He was everything I wasn’t: big, strong, athletic, blonde, popular, wealthy, and stupid.
We were both seniors at Berkeley High, but I was 15 and he was 17. He drove a new convertible; I rode a bicycle to school.
Why he chose me as the object of his disaffection was not fully clear to me, but my refusal to pay obeisance to him probably figured in the equation.
He had a twin brother who joined the action once in a while. At the coffee shop, one of them tipped my coffee over, flooding the counter and my lap, saying: “I’m Mormon and we don’t believe in drinking coffee.” As punishment for my loud and profane objection to this, he and his cronies pantsed me during one of the most humiliating days of my life, in full view of all those full-bodied, angora-sweatered girls who never otherwise noticed me.

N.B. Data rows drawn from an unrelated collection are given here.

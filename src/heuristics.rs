// Copyright 2020 Xavier Gillard
//
// Permission is hereby granted, free of charge, to any person obtaining a copy of
// this software and associated documentation files (the "Software"), to deal in
// the Software without restriction, including without limitation the rights to
// use, copy, modify, merge, publish, distribute, sublicense, and/or sell copies of
// the Software, and to permit persons to whom the Software is furnished to do so,
// subject to the following conditions:
//
// The above copyright notice and this permission notice shall be included in all
// copies or substantial portions of the Software.
//
// THE SOFTWARE IS PROVIDED "AS IS", WITHOUT WARRANTY OF ANY KIND, EXPRESS OR
// IMPLIED, INCLUDING BUT NOT LIMITED TO THE WARRANTIES OF MERCHANTABILITY, FITNESS
// FOR A PARTICULAR PURPOSE AND NONINFRINGEMENT. IN NO EVENT SHALL THE AUTHORS OR
// COPYRIGHT HOLDERS BE LIABLE FOR ANY CLAIM, DAMAGES OR OTHER LIABILITY, WHETHER
// IN AN ACTION OF CONTRACT, TORT OR OTHERWISE, ARISING FROM, OUT OF OR IN
// CONNECTION WITH THE SOFTWARE OR THE USE OR OTHER DEALINGS IN THE SOFTWARE.

//! This module provides the primal side of the search: a greedy
//! construction that seeds the upper bound with a feasible opening vector,
//! and the evaluator that prices such a vector by routing every client to
//! one open source.

use ordered_float::OrderedFloat;

use crate::Instance;

/// Remaining capacity below this threshold counts as exhausted.
const CAPACITY_EPSILON: f64 = 1e-6;

/// Builds an initial opening vector greedily. Each source is scored by the
/// per-unit cost of the capacity it offers: its activation cost plus the
/// transport cost of the best clients it could serve on its own (filled in
/// ascending `transport_cost / demand` order while they fit), divided by
/// its capacity. Sources are then opened in ascending score order until the
/// opened capacity covers the total demand.
///
/// The result always offers enough capacity when the instance globally has
/// enough; its exact cost comes from [`routing_cost`].
pub fn greedy_activation(instance: &Instance, tolerance: f64) -> Vec<bool> {
    let m = instance.num_sources();
    let n = instance.num_clients();

    let mut scored: Vec<(OrderedFloat<f64>, usize)> = Vec::with_capacity(m);
    for j in 0..m {
        let mut by_density: Vec<usize> = (0..n).collect();
        by_density.sort_unstable_by_key(|&i| {
            OrderedFloat(instance.transport_cost(i, j) / instance.demand(i))
        });

        let mut available = instance.capacity(j);
        let mut transport = 0.0;
        for &i in &by_density {
            let demand = instance.demand(i);
            if demand <= available {
                transport += demand * instance.transport_cost(i, j);
                available -= demand;
            }
        }

        let score = (instance.activation_cost(j) + transport) / instance.capacity(j);
        scored.push((OrderedFloat(score), j));
    }
    scored.sort_unstable();

    let mut open = vec![false; m];
    let mut opened_capacity = 0.0;
    for &(_, j) in &scored {
        if opened_capacity >= instance.total_demand() - tolerance {
            break;
        }
        open[j] = true;
        opened_capacity += instance.capacity(j);
    }
    open
}

/// Prices a binary opening vector: returns the activation cost of the open
/// sources plus the transport cost of routing every client, or `+inf` when
/// the routing fails. Clients are served in ascending order of their density
/// (cheapest open transport cost over demand); each one sends its **entire**
/// demand to the open source minimizing `transport_cost / remaining_capacity`
/// among those with positive remaining capacity.
///
/// This is a one-sided evaluator, not a subproblem solver: because it never
/// splits a client across two sources it may report `+inf` for an opening
/// that a split routing would satisfy, and the last client routed to a
/// source may overshoot its remaining capacity. The result is therefore
/// only ever used as an upper bound, never as an infeasibility certificate.
pub fn routing_cost(instance: &Instance, open: &[bool]) -> f64 {
    let m = instance.num_sources();
    let n = instance.num_clients();

    let opened_capacity: f64 = (0..m).filter(|&j| open[j]).map(|j| instance.capacity(j)).sum();
    if opened_capacity < instance.total_demand() {
        return f64::INFINITY;
    }

    let mut total: f64 = (0..m)
        .filter(|&j| open[j])
        .map(|j| instance.activation_cost(j))
        .sum();
    let mut remaining = instance.capacities().to_vec();

    let mut by_density: Vec<(OrderedFloat<f64>, usize)> = Vec::with_capacity(n);
    for i in 0..n {
        let cheapest = (0..m)
            .filter(|&j| open[j])
            .map(|j| instance.transport_cost(i, j))
            .fold(f64::INFINITY, f64::min);
        if cheapest.is_finite() {
            by_density.push((OrderedFloat(cheapest / instance.demand(i)), i));
        }
    }
    by_density.sort_unstable();

    for &(_, i) in &by_density {
        let best = (0..m)
            .filter(|&j| open[j] && remaining[j] > CAPACITY_EPSILON)
            .min_by_key(|&j| OrderedFloat(instance.transport_cost(i, j) / remaining[j]));
        let Some(j) = best else {
            return f64::INFINITY;
        };
        total += instance.transport_cost(i, j) * instance.demand(i);
        remaining[j] -= instance.demand(i);
    }
    total
}

// ############################################################################
// #### TESTS #################################################################
// ############################################################################


#[cfg(test)]
mod test_routing_cost {
    use crate::{routing_cost, Instance};

    fn two_by_two(capacity: Vec<f64>) -> Instance {
        Instance::new(
            capacity,
            vec![10.0, 15.0],
            vec![50.0, 50.0],
            vec![vec![5.0, 8.0], vec![6.0, 7.0]],
        )
        .unwrap()
    }

    #[test]
    fn a_single_open_source_serves_everyone() {
        let instance = two_by_two(vec![100.0, 100.0]);
        // 10 + 5*50 + 6*50
        assert_eq!(560.0, routing_cost(&instance, &[true, false]));
    }

    #[test]
    fn tight_capacities_spread_the_clients() {
        let instance = two_by_two(vec![60.0, 60.0]);
        // client 0 goes to source 0 (250), client 1 to source 1 (350)
        assert_eq!(625.0, routing_cost(&instance, &[true, true]));
    }

    #[test]
    fn insufficient_opened_capacity_is_unpriceable() {
        let instance = two_by_two(vec![60.0, 60.0]);
        assert_eq!(f64::INFINITY, routing_cost(&instance, &[true, false]));
    }

    #[test]
    fn nothing_open_is_unpriceable() {
        let instance = two_by_two(vec![100.0, 100.0]);
        assert_eq!(f64::INFINITY, routing_cost(&instance, &[false, false]));
    }

    #[test]
    fn whole_demands_consume_sources_one_client_at_a_time() {
        // the first client exhausts source 0 entirely and the second one
        // must fall back on the dearer source; demands are never split
        let instance = Instance::new(
            vec![50.0, 50.0],
            vec![0.0, 0.0],
            vec![50.0, 50.0],
            vec![vec![1.0, 2.0], vec![1.0, 2.0]],
        )
        .unwrap();
        // client 0 takes all of source 0, client 1 falls back on source 1
        assert_eq!(1.0 * 50.0 + 2.0 * 50.0, routing_cost(&instance, &[true, true]));
    }

    #[test]
    fn a_dry_pool_is_unpriceable() {
        // zero-capacity sources pass the aggregate check (no demand at all)
        // yet cannot receive a single client
        let instance = Instance::new(
            vec![0.0, 0.0],
            vec![0.0, 0.0],
            vec![0.0],
            vec![vec![1.0, 2.0]],
        )
        .unwrap();
        assert_eq!(f64::INFINITY, routing_cost(&instance, &[true, true]));
    }
}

I wondered what caused these brothers to focus their attention on me. Perhaps I did, or didn’t, fit a stereotype for them. Perhaps I engendered cognitive dissonance in them which they couldn’t resolve except by violence. I’ll accept that as the reason.
Nothing to forgive at this point. While being queried about attending the 60th reunion, set a few years early because 25% of us were already dead, I learned that one of the brothers was in the 25%.
I didn’t make the trek from Stockholm to Berkeley for the reunion.